WORK REQUIRED:
Of the entries below, return exactly those lines that fall between the one containing "not install signal" and the one containing "std::thread::sleep(Duration::from_millis(10));", the two end lines included.

====== RECORDS FOR THE TASK ======

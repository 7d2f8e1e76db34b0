pub mod error;
pub mod paths;
pub mod query;

use crate::error::{Result, StoreError};
use crate::query::TrackQuery;
use serde::Deserialize;
use sift_core::domain::{TagName, Track, TrackId};
use std::collections::{BTreeMap, HashSet};
use std::fs;
use std::io::ErrorKind;
use std::path::Path;
use tracing::debug;

#[derive(Debug, Deserialize)]
struct CatalogFile {
    #[serde(default)]
    tracks: Vec<Track>,
}

/// Tracks loaded from a JSON catalog file of the form `{"tracks": [...]}`.
#[derive(Debug, Clone, Default)]
pub struct Catalog {
    tracks: Vec<Track>,
}

impl Catalog {
    pub fn open(path: &Path) -> Result<Self> {
        let contents = fs::read_to_string(path).map_err(|source| {
            if source.kind() == ErrorKind::NotFound {
                StoreError::MissingCatalog(path.to_path_buf())
            } else {
                StoreError::Read {
                    path: path.to_path_buf(),
                    source,
                }
            }
        })?;
        let parsed: CatalogFile =
            serde_json::from_str(&contents).map_err(|source| StoreError::Parse {
                path: path.to_path_buf(),
                source,
            })?;
        let catalog = Self::from_tracks(parsed.tracks)?;
        debug!(path = %path.display(), tracks = catalog.tracks.len(), "catalog loaded");
        Ok(catalog)
    }

    pub fn from_tracks(tracks: Vec<Track>) -> Result<Self> {
        let mut seen = HashSet::with_capacity(tracks.len());
        for (index, track) in tracks.iter().enumerate() {
            track
                .validate()
                .map_err(|source| StoreError::InvalidTrack { index, source })?;
            if !seen.insert(track.id) {
                return Err(StoreError::DuplicateTrack(track.id));
            }
        }
        Ok(Self { tracks })
    }

    pub fn tracks(&self) -> &[Track] {
        &self.tracks
    }

    pub fn get(&self, id: TrackId) -> Option<&Track> {
        self.tracks.iter().find(|track| track.id == id)
    }

    /// Matching tracks in catalog order.
    pub fn search(&self, query: &TrackQuery) -> Vec<&Track> {
        let matches = self
            .tracks
            .iter()
            .filter(|track| query.predicate.matches(*track));
        match query.limit {
            Some(limit) => matches.take(limit).collect(),
            None => matches.collect(),
        }
    }

    /// Every tag in use with the number of tracks carrying it, by name.
    pub fn tag_counts(&self) -> Vec<(TagName, usize)> {
        let mut counts: BTreeMap<&TagName, usize> = BTreeMap::new();
        for track in &self.tracks {
            let unique: HashSet<&TagName> = track.tags.iter().collect();
            for tag in unique {
                *counts.entry(tag).or_default() += 1;
            }
        }
        counts
            .into_iter()
            .map(|(tag, count)| (tag.clone(), count))
            .collect()
    }
}
use crate::query::tokenizer::{Token, TokenKind};

/// One classified unit of query meaning. Operands are borrowed from the
/// token text; value parsing for `Year` and `Explicit` is left to the
/// parser so malformed values can be dropped there.
#[derive(Debug, Clone, Copy, PartialEq, Eq)]
pub enum Clause<'a> {
    Group(&'a str),
    Title(&'a str),
    Artist(&'a str),
    Album(&'a str),
    Year(&'a str),
    Explicit(&'a str),
    TagIncluded(&'a str),
    TagExcluded(&'a str),
    FreeText(&'a str),
}

pub fn classify(token: &Token) -> Clause<'_> {
    let text = token.text();

    if token.kind() == TokenKind::Group {
        if let Some(inner) = text.strip_prefix('(').and_then(|rest| rest.strip_suffix(')')) {
            return Clause::Group(inner);
        }
    }

    if let Some(rest) = text.strip_prefix("t:") {
        Clause::Title(strip_quotes(rest))
    } else if let Some(rest) = text.strip_prefix("a:") {
        Clause::Artist(strip_quotes(rest))
    } else if let Some(rest) = text.strip_prefix("al:") {
        Clause::Album(strip_quotes(rest))
    } else if let Some(rest) = text.strip_prefix("y:") {
        Clause::Year(rest)
    } else if let Some(rest) = text.strip_prefix("e:") {
        Clause::Explicit(rest)
    } else if let Some(rest) = text.strip_prefix('+') {
        Clause::TagIncluded(strip_quotes(rest))
    } else if let Some(rest) = text.strip_prefix('-') {
        Clause::TagExcluded(strip_quotes(rest))
    } else {
        Clause::FreeText(strip_quotes(text))
    }
}

/// Removes one leading and one trailing `"` when both are present.
pub fn strip_quotes(text: &str) -> &str {
    if text.len() >= 2 {
        if let Some(inner) = text.strip_prefix('"').and_then(|rest| rest.strip_suffix('"')) {
            return inner;
        }
    }
    text
}
// Unitype CLI
// Type any Unicode character with Ctrl+Shift+U, on any Linux desktop

#[cfg(feature = "linux-input")]
use std::sync::atomic::{AtomicBool, Ordering};
#[cfg(feature = "linux-input")]
use std::sync::Arc;
#[cfg(feature = "linux-input")]
use std::time::Duration;

#[cfg(feature = "linux-input")]
use clap::Parser;

#[cfg(feature = "linux-input")]
use unitype_core::config::parse_hex;
#[cfg(feature = "linux-input")]
use unitype_core::{
    autostart, Action, ComposeHandler, Composer, ComposerConfig, ConfigError, DeviceFilter,
    EventLoop, KeyHandler, Key, VirtualDevice,
};

/// Hold Ctrl+Shift, tap U, type a hex codepoint, release (or press Enter/Space)
#[cfg(feature = "linux-input")]
#[derive(Parser, Debug)]
#[command(name = "unitype")]
#[command(author = "unitype contributors")]
#[command(version)]
#[command(about = "System-wide Ctrl+Shift+U Unicode entry", long_about = None)]
struct Args {
    /// Only grab these devices, by name or /dev/input path (repeatable)
    #[arg(short, long, value_name = "DEVICE")]
    devices: Vec<String>,

    /// Start unitype automatically at login, then keep running
    #[arg(long)]
    install: bool,

    /// List keyboards unitype would grab
    #[arg(long)]
    list_devices: bool,

    /// Commit as soon as the typed value exceeds this (hex)
    #[arg(long, value_name = "HEX", default_value = "FFFF", value_parser = parse_max_value)]
    max_value: u32,

    /// Key that immediately stops unitype and releases the keyboards
    #[arg(long, value_name = "KEY")]
    eject_key: Option<Key>,

    /// Milliseconds to wait after each synthesized key event
    #[arg(long, value_name = "MS", default_value_t = 0)]
    key_delay: u64,

    /// Enable debug logging
    #[arg(short, long)]
    verbose: bool,
}

#[cfg(feature = "linux-input")]
fn parse_max_value(text: &str) -> Result<u32, ConfigError> {
    let value = parse_hex(text)?;
    ComposerConfig::new().with_max_value(value)?;
    Ok(value)
}

#[cfg(feature = "linux-input")]
fn init_logging(verbose: bool) {
    let default_filter = if verbose { "debug" } else { "info" };
    env_logger::Builder::from_env(env_logger::Env::default().default_filter_or(default_filter))
        .init();
}

/// Main application state
#[cfg(feature = "linux-input")]
struct Application {
    config: ComposerConfig,
    args: Args,
    /// Flag to signal event loop to stop
    running: Arc<AtomicBool>,
}

#[cfg(feature = "linux-input")]
impl Application {
    fn new(args: Args) -> Result<Self, Box<dyn std::error::Error>> {
        let config = ComposerConfig::new().with_max_value(args.max_value)?;
        Ok(Self {
            config,
            args,
            running: Arc::new(AtomicBool::new(true)),
        })
    }

    fn list_devices() -> Result<(), Box<dyn std::error::Error>> {
        let devices = EventLoop::list_devices()?;
        println!("Found {} keyboard device(s):", devices.len());
        for device in &devices {
            match &device.path {
                Some(path) => println!("  {}: {} ({})", device.index, device.name, path),
                None => println!("  {}: {}", device.index, device.name),
            }
        }
        Ok(())
    }

    fn spawn_signal_handler(&self) {
        use signal_hook::iterator::Signals;
        let running = self.running.clone();

        std::thread::spawn(move || {
            match Signals::new([signal_hook::consts::SIGINT, signal_hook::consts::SIGTERM]) {
                Ok(mut signals) => {
                    if let Some(signal) = signals.forever().next() {
                        log::info!("Received signal {}, shutting down", signal);
                        running.store(false, Ordering::SeqCst);
                    }
                }
                Err(e) => log::warn!("Could not install signal handler: {}", e),
            }
        });
    }

    fn run(&self) -> Result<(), Box<dyn std::error::Error>> {
        self.spawn_signal_handler();

        let filter = DeviceFilter::new(self.args.devices.clone());
        let mut event_loop = EventLoop::new_grabbed(&filter)?;
        log::info!(
            "Grabbed {} device(s): {:?}",
            event_loop.device_count(),
            event_loop.device_names()
        );

        let mut output_device = VirtualDevice::new()?;
        output_device.set_key_delay(self.args.key_delay);
        log::debug!("Virtual uinput device created");

        let mut handler = ComposeHandler::new(Composer::new(self.config), output_device);
        log::info!(
            "unitype is running (max value 0x{:X}). Press Ctrl+C to exit.",
            self.config.max_value()
        );

        let result = self.run_main_loop(&mut event_loop, &mut handler);

        // Cleanup: ungrab devices and release keys
        event_loop.ungrab_all();
        handler.into_sink().close()?;

        result
    }

    fn run_main_loop(
        &self,
        event_loop: &mut EventLoop,
        handler: &mut ComposeHandler<VirtualDevice>,
    ) -> Result<(), Box<dyn std::error::Error>> {
        while self.running.load(Ordering::SeqCst) {
            let events = match event_loop.poll_key_events(100) {
                Ok(events) => events,
                Err(e) => {
                    log::warn!("Polling devices failed: {}", e);
                    std::thread::sleep(Duration::from_millis(10));
                    continue;
                }
            };

            for event in events {
                // Emergency eject key: immediate stop for recovery.
                if Some(event.key) == self.args.eject_key && event.action == Action::Press {
                    log::warn!("Emergency eject key pressed. Stopping unitype.");
                    self.running.store(false, Ordering::SeqCst);
                    break;
                }

                let consumed = handler.handle(event.key, event.action);
                log::trace!(
                    "{} {} from {} -> {}",
                    event.key,
                    event.action,
                    event.device_name,
                    if consumed { "consumed" } else { "forwarded" }
                );

                // A consumed release still goes out if its press did.
                if handler.sink().must_forward(event.key, event.action, consumed) {
                    if consumed {
                        log::debug!("releasing {} held since before the composition", event.key);
                    }
                    if let Err(e) = handler.sink_mut().forward(event.key, event.action) {
                        log::error!("Error forwarding {}: {}", event.key, e);
                    }
                }
            }
        }
        Ok(())
    }
}

#[cfg(feature = "linux-input")]
fn main() -> Result<(), Box<dyn std::error::Error>> {
    let args = Args::parse();
    init_logging(args.verbose);

    if args.list_devices {
        return Application::list_devices();
    }

    if args.install {
        match autostart::install() {
            Ok(path) => println!("Installed autostart entry: {}", path.display()),
            Err(e) => log::error!("Could not install autostart entry: {}", e),
        }
    }

    let app = Application::new(args)?;
    app.run()
}

// Stub for when linux-input feature is not enabled
#[cfg(not(feature = "linux-input"))]
fn main() {
    eprintln!("Error: unitype requires the 'linux-input' feature to be enabled.");
    eprintln!("Please build with: cargo build --release --features linux-input");
    std::process::exit(1);
}

#[cfg(test)]
mod tests {
    #[cfg(feature = "linux-input")]
    use super::*;

    #[test]
    #[cfg(feature = "linux-input")]
    fn test_args_defaults() {
        let args = Args::parse_from(["unitype"]);

        assert!(args.devices.is_empty());
        assert!(!args.install);
        assert!(!args.list_devices);
        assert_eq!(args.max_value, 0xFFFF);
        assert_eq!(args.eject_key, None);
        assert_eq!(args.key_delay, 0);
        assert!(!args.verbose);
    }

    #[test]
    #[cfg(feature = "linux-input")]
    fn test_args_with_options() {
        let args = Args::parse_from([
            "unitype",
            "--devices",
            "/dev/input/event0",
            "-d",
            "AT Translated Set 2 keyboard",
            "--max-value",
            "0x10FFFF",
            "--eject-key",
            "pause",
            "--key-delay",
            "5",
            "--install",
            "-v",
        ]);

        assert_eq!(args.devices.len(), 2);
        assert_eq!(args.devices[1], "AT Translated Set 2 keyboard");
        assert_eq!(args.max_value, 0x10FFFF);
        assert_eq!(args.eject_key, Some(Key::from(119)));
        assert_eq!(args.key_delay, 5);
        assert!(args.install);
        assert!(args.verbose);
    }

    #[test]
    #[cfg(feature = "linux-input")]
    fn test_args_reject_bad_max_value() {
        assert!(Args::try_parse_from(["unitype", "--max-value", "110000"]).is_err());
        assert!(Args::try_parse_from(["unitype", "--max-value", "zz"]).is_err());
        assert!(Args::try_parse_from(["unitype", "--eject-key", "nokey"]).is_err());
    }

    #[test]
    #[cfg(feature = "linux-input")]
    fn test_application_uses_max_value() {
        let args = Args::parse_from(["unitype", "--max-value", "FF"]);
        let app = Application::new(args).unwrap();
        assert_eq!(app.config.max_value(), 0xFF);
        assert!(app.running.load(Ordering::SeqCst));
    }
}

======

PROBLEM SOLUTION:
                Err(e) => log::warn!("Could not install signal handler: {}", e),
            }
        });
    }

    fn run(&self) -> Result<(), Box<dyn std::error::Error>> {
        self.spawn_signal_handler();

        let filter = DeviceFilter::new(self.args.devices.clone());
        let mut event_loop = EventLoop::new_grabbed(&filter)?;
        log::info!(
            "Grabbed {} device(s): {:?}",
            event_loop.device_count(),
            event_loop.device_names()
        );

        let mut output_device = VirtualDevice::new()?;
        output_device.set_key_delay(self.args.key_delay);
        log::debug!("Virtual uinput device created");

        let mut handler = ComposeHandler::new(Composer::new(self.config), output_device);
        log::info!(
            "unitype is running (max value 0x{:X}). Press Ctrl+C to exit.",
            self.config.max_value()
        );

        let result = self.run_main_loop(&mut event_loop, &mut handler);

        // Cleanup: ungrab devices and release keys
        event_loop.ungrab_all();
        handler.into_sink().close()?;

        result
    }

    fn run_main_loop(
        &self,
        event_loop: &mut EventLoop,
        handler: &mut ComposeHandler<VirtualDevice>,
    ) -> Result<(), Box<dyn std::error::Error>> {
        while self.running.load(Ordering::SeqCst) {
            let events = match event_loop.poll_key_events(100) {
                Ok(events) => events,
                Err(e) => {
                    log::warn!("Polling devices failed: {}", e);
                    std::thread::sleep(Duration::from_millis(10));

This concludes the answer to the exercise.